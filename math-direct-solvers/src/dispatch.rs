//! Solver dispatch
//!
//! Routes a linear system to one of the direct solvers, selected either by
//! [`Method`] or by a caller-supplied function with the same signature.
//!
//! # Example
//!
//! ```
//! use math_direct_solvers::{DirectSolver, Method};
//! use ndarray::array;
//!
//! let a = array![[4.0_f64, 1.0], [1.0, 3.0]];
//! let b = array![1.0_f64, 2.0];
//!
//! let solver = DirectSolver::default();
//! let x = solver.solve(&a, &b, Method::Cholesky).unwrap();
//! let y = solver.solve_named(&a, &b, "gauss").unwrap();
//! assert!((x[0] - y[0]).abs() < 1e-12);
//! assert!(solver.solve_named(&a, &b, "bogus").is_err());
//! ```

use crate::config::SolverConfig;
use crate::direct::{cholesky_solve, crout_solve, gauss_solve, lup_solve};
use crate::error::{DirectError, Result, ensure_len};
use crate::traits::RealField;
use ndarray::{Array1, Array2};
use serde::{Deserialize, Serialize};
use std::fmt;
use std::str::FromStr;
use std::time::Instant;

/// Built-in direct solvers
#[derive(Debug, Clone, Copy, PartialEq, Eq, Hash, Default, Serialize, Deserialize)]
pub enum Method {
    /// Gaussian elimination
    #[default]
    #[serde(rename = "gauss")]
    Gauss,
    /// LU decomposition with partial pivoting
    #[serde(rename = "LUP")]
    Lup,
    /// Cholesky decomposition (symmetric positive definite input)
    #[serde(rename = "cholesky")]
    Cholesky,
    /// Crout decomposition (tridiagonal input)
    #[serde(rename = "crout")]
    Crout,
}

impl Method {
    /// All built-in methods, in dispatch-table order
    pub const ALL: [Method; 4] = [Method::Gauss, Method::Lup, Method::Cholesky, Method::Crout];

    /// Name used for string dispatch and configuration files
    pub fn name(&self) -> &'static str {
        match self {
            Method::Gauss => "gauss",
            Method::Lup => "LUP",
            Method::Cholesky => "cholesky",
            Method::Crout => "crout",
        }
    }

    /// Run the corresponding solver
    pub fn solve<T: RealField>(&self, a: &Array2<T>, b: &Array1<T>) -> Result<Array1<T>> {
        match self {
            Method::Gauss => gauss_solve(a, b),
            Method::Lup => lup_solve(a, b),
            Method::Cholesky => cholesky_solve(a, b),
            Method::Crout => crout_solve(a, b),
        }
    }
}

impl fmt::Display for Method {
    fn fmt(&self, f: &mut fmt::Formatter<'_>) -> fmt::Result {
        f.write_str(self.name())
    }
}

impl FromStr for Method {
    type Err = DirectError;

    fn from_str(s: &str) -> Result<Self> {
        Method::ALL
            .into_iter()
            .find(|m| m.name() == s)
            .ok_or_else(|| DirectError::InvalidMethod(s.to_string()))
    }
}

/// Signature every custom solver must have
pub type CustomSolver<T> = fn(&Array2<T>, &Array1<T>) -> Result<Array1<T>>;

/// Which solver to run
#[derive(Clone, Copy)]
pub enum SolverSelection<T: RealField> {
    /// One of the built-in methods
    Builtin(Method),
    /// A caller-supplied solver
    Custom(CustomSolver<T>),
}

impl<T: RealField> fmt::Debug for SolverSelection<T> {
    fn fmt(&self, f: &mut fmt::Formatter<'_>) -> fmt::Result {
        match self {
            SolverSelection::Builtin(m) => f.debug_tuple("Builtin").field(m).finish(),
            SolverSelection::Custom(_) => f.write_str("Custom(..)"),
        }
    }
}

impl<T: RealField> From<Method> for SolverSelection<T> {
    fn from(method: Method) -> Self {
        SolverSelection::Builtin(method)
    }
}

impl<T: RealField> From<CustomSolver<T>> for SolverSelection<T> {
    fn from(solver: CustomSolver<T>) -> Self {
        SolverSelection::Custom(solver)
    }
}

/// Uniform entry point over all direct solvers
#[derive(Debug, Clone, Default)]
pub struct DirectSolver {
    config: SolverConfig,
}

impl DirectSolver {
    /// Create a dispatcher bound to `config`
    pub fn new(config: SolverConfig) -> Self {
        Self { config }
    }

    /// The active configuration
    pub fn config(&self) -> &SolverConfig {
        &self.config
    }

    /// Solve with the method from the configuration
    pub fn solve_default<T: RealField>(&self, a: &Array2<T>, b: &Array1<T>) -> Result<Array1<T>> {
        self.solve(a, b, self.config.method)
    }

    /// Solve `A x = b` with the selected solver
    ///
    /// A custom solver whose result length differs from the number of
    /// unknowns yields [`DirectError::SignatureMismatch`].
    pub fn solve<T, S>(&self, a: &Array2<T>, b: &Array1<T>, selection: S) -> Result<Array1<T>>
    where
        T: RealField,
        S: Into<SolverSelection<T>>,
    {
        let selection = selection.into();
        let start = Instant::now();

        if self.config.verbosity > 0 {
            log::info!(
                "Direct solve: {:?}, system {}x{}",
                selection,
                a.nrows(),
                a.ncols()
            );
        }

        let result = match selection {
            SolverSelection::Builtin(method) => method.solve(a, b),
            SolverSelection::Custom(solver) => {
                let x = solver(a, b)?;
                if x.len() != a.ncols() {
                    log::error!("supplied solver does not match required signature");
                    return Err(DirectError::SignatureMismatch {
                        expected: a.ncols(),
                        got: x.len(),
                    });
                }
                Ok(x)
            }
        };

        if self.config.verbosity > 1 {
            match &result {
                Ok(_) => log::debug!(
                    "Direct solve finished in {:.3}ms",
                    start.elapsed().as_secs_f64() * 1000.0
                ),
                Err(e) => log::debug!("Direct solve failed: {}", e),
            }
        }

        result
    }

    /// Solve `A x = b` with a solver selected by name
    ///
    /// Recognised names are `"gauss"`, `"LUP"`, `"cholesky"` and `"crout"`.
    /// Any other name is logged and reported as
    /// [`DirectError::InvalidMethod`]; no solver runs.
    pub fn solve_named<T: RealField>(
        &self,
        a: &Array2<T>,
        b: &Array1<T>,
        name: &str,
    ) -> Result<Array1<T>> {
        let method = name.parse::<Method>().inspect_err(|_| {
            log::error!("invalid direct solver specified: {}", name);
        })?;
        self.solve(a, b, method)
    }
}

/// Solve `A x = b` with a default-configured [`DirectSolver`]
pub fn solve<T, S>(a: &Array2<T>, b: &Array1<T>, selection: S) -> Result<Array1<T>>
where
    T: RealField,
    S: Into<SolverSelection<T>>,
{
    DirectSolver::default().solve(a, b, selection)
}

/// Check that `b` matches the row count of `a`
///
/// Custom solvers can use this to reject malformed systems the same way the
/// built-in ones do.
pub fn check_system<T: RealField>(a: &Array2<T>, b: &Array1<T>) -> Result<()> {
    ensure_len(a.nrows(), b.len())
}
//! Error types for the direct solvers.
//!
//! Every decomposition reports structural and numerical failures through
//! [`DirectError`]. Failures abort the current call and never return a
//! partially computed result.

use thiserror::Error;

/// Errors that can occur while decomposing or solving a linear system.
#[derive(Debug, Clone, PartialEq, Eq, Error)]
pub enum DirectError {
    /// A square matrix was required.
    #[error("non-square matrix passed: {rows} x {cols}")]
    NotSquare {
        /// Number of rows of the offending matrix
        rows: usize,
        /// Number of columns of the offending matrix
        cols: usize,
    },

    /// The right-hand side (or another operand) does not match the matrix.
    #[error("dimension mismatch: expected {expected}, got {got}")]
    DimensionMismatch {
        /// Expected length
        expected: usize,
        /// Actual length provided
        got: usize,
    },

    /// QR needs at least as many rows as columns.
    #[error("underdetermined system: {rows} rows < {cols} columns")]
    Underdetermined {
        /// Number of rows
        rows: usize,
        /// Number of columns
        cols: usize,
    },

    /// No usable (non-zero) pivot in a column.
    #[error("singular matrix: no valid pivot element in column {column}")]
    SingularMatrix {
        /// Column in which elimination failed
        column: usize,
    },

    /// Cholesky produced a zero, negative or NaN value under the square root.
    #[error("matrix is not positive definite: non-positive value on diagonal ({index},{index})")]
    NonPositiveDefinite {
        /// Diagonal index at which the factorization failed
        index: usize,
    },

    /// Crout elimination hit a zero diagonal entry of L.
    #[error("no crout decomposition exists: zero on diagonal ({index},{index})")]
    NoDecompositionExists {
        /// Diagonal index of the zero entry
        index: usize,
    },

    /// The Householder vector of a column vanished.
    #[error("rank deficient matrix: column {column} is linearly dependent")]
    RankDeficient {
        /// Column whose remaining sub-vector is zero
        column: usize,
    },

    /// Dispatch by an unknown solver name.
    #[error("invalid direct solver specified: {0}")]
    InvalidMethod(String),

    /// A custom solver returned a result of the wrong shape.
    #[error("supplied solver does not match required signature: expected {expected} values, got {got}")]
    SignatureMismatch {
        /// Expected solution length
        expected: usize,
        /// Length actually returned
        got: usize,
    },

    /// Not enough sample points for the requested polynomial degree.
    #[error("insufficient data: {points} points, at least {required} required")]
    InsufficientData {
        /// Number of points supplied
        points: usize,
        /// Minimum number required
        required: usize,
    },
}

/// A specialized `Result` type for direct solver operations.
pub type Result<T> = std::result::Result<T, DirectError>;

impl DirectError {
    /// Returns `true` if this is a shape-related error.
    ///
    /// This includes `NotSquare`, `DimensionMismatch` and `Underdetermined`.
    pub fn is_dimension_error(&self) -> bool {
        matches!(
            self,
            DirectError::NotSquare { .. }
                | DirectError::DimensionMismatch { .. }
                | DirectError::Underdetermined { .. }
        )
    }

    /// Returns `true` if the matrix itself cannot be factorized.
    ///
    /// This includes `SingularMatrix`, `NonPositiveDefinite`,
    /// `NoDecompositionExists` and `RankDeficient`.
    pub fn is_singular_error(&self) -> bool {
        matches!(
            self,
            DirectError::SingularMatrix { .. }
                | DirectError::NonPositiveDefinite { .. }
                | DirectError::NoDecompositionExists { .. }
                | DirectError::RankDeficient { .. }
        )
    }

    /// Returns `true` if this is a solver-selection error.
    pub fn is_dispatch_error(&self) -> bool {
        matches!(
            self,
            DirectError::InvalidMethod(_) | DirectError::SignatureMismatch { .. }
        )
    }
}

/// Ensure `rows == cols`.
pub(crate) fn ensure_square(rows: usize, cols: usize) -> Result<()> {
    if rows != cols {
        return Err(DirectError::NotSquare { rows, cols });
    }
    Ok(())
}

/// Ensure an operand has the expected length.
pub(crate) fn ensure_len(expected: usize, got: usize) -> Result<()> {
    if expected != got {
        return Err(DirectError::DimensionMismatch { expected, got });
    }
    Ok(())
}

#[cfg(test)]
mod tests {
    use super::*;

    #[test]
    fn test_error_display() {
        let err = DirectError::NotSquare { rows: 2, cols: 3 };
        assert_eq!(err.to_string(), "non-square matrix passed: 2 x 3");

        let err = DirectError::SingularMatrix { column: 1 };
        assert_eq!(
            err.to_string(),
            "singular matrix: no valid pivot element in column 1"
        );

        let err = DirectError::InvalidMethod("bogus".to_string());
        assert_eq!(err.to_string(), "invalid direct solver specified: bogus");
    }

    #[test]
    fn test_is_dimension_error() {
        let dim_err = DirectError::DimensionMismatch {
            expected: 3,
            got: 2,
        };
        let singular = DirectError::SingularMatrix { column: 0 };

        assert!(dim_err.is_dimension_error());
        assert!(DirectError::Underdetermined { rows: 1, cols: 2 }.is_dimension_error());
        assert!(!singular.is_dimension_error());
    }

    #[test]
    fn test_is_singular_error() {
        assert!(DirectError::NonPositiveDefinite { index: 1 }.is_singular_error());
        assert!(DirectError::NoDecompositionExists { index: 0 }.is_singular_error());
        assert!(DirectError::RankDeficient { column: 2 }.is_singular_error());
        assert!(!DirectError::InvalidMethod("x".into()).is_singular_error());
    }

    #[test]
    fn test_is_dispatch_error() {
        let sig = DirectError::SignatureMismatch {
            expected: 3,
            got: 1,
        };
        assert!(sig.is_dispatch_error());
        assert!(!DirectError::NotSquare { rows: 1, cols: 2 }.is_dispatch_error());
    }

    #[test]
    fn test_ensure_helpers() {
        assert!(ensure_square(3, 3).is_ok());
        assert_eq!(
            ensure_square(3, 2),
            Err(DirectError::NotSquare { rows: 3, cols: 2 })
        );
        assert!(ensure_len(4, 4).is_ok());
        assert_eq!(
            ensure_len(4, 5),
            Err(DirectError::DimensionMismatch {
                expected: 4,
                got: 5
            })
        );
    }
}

==

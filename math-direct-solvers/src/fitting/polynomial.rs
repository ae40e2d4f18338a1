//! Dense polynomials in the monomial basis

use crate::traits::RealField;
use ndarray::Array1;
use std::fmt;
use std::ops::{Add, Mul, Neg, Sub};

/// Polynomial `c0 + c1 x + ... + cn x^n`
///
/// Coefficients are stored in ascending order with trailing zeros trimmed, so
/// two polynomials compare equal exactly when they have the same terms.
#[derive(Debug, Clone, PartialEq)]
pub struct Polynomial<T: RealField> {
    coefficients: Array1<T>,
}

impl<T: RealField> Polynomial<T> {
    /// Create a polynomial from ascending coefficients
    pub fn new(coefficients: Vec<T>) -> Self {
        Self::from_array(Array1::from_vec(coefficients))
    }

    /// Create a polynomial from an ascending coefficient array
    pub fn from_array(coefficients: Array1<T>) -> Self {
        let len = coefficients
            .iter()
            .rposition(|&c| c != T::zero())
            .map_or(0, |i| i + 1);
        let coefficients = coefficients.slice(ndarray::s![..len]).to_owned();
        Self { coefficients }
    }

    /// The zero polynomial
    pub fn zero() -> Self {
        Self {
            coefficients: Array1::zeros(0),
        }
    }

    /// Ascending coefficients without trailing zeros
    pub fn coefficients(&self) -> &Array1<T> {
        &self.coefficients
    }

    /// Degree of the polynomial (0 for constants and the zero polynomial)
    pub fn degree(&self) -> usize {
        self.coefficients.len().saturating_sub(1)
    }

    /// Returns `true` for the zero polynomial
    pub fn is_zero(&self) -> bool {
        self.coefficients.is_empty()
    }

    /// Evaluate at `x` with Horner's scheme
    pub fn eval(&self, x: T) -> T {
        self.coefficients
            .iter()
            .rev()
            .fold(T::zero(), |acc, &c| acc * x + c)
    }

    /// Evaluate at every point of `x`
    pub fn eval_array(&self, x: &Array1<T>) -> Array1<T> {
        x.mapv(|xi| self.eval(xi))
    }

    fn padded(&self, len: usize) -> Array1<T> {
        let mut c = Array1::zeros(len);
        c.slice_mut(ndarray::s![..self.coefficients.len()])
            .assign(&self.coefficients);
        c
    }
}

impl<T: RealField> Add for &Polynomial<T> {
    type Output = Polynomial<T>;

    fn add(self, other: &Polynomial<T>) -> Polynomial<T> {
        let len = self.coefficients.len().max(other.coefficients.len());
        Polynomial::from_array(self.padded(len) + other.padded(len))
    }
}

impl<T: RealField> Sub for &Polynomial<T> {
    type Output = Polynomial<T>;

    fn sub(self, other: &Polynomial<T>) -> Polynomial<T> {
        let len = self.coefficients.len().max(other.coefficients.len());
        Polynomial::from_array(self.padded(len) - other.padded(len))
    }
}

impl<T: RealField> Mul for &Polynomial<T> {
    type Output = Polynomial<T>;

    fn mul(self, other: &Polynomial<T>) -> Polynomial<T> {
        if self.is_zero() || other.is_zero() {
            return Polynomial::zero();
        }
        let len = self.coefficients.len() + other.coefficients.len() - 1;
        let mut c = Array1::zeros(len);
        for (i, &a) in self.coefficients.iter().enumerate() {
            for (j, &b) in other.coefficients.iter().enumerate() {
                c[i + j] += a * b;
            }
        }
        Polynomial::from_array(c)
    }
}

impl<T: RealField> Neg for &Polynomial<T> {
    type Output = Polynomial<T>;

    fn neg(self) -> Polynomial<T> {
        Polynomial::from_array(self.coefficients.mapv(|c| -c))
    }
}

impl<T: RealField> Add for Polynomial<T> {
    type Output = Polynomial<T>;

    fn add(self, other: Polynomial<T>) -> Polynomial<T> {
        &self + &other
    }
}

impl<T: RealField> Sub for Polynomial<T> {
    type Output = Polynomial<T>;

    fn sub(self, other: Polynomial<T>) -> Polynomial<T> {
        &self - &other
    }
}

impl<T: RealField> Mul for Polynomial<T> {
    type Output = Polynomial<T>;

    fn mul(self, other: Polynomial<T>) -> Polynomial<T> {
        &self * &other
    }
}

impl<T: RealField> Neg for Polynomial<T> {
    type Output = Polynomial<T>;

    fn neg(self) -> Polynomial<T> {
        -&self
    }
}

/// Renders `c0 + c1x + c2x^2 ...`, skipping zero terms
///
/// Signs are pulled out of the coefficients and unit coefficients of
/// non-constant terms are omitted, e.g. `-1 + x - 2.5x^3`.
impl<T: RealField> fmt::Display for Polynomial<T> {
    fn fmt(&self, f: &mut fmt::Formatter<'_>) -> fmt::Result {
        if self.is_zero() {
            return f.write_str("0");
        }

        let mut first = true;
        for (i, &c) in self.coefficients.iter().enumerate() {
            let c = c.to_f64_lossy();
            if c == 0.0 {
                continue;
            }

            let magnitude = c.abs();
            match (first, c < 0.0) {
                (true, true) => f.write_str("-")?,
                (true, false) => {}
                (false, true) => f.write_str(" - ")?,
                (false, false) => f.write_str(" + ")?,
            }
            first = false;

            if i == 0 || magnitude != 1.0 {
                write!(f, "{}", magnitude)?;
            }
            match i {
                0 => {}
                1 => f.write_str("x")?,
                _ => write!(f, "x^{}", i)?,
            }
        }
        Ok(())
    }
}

---

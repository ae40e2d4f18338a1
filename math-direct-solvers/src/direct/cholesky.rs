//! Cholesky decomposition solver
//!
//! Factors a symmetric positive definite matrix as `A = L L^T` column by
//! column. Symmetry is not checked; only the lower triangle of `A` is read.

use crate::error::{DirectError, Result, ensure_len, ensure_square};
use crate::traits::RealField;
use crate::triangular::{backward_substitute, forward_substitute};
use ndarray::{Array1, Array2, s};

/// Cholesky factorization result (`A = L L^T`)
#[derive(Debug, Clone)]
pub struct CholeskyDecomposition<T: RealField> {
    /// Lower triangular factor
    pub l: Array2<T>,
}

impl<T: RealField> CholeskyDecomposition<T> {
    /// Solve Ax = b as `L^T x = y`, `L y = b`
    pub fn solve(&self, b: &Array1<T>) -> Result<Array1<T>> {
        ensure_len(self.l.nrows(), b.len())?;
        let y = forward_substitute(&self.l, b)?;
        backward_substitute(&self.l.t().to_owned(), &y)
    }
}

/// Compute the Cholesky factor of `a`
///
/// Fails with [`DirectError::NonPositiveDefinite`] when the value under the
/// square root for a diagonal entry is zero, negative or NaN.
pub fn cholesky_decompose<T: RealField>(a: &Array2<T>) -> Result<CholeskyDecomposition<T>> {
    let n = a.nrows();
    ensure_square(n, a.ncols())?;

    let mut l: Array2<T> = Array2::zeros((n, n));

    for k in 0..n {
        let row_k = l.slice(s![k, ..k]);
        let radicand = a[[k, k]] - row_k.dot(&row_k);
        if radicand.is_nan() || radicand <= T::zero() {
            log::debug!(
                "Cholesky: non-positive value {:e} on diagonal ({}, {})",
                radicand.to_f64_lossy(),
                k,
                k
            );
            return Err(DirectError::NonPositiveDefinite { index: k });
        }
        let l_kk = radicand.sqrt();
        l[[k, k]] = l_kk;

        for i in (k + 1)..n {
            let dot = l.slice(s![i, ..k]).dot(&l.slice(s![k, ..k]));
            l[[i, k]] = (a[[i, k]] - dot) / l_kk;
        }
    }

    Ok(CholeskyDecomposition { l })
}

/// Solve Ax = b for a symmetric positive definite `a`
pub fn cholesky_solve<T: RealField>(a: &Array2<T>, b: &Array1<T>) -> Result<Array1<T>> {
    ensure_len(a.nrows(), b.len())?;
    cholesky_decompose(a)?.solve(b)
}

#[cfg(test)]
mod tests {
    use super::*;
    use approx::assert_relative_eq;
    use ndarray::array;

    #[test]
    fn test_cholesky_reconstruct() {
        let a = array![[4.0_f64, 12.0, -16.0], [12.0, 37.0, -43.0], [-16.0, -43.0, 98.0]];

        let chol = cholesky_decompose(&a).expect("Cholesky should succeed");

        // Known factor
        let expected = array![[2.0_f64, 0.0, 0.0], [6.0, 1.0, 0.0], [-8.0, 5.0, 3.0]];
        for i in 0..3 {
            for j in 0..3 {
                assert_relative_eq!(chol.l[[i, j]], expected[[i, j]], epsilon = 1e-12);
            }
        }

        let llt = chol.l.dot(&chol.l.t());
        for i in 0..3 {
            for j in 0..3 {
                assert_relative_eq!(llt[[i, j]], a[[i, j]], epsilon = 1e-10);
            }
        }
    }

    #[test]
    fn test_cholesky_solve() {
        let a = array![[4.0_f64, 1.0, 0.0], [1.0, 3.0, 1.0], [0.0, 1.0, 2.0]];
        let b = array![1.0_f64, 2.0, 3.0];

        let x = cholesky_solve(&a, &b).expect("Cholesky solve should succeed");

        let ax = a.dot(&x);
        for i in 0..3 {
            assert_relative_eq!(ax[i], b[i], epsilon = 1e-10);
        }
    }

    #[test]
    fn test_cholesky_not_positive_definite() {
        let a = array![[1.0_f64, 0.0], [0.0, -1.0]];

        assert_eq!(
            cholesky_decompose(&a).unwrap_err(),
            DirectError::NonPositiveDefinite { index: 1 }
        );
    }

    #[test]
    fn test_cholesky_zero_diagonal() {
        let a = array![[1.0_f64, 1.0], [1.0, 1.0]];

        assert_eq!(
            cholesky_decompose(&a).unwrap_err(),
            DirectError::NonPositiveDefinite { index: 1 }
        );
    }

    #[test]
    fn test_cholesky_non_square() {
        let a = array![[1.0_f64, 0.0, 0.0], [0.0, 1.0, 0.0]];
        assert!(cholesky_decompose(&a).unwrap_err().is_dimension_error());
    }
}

→ YOUR INSTRUCTIONS:
Where does the word "offending" occur in the records? Return every line that holds it.

→ THE ANSWER:
        /// Number of rows of the offending matrix
        /// Number of columns of the offending matrix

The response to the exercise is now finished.